## EXERCISE BRIEF
Copy out each line of the material in which the word "head" can be found.
........
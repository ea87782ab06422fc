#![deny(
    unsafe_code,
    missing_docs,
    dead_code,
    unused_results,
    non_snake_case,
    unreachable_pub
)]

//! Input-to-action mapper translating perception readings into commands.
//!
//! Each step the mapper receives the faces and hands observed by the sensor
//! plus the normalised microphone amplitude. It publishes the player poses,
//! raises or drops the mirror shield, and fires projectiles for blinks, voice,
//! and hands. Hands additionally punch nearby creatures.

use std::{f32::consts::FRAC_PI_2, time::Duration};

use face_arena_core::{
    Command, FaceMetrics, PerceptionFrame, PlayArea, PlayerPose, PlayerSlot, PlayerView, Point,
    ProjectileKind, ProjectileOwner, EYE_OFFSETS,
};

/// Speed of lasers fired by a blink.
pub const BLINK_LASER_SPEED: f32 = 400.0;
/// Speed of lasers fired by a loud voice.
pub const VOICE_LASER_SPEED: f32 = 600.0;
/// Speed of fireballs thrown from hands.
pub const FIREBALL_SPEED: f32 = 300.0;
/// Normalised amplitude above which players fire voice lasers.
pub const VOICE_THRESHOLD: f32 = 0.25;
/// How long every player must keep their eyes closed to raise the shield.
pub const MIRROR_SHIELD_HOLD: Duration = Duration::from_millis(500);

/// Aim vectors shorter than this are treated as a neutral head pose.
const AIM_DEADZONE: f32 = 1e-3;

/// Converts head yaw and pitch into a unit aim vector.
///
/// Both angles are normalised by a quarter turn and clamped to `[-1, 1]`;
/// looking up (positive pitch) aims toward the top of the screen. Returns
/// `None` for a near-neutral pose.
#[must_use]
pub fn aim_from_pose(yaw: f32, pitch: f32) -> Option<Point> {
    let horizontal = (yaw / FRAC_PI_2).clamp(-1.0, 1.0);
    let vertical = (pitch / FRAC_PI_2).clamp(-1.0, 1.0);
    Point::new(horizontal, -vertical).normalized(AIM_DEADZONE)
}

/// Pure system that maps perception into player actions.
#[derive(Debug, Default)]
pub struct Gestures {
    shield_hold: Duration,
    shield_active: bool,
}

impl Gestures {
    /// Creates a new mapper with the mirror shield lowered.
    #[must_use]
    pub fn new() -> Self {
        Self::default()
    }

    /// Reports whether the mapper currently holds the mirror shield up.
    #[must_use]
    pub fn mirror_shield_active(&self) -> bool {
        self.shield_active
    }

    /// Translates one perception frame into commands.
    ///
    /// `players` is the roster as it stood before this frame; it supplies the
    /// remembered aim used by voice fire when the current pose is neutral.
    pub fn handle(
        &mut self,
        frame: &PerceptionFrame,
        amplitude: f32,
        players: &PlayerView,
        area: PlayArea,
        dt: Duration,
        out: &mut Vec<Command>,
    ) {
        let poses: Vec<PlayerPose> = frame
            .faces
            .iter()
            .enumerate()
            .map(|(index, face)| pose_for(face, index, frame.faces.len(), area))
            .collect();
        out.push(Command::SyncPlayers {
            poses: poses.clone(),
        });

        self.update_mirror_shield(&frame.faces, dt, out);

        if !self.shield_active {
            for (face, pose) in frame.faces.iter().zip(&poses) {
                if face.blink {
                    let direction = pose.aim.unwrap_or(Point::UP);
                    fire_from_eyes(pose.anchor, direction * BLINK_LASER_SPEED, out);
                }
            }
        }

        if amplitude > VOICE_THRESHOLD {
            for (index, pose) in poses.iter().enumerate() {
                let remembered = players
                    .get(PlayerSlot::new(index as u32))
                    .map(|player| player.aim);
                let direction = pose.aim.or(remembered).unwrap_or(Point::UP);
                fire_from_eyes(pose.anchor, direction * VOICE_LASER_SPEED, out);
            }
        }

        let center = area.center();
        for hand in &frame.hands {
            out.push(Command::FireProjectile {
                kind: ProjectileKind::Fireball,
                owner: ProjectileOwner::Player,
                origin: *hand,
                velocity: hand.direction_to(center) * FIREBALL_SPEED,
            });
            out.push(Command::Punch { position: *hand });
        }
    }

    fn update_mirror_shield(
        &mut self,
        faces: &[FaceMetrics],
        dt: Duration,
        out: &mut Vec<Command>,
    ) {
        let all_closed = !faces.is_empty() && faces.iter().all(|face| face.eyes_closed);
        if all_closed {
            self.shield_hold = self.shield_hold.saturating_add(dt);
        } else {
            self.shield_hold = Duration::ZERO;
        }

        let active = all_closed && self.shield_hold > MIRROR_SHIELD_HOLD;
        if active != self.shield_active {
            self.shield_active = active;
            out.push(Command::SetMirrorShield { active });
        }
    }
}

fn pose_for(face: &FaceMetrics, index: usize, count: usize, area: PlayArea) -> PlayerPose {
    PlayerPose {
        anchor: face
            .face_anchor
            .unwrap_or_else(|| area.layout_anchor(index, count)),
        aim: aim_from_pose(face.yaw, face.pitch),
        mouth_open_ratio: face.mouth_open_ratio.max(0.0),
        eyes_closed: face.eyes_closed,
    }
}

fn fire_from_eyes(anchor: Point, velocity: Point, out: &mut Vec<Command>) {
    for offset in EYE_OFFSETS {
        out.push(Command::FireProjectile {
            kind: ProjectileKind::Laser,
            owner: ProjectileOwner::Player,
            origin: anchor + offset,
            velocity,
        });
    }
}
........
## FINISHED TASK
/// Aim vectors shorter than this are treated as a neutral head pose.
/// Converts head yaw and pitch into a unit aim vector.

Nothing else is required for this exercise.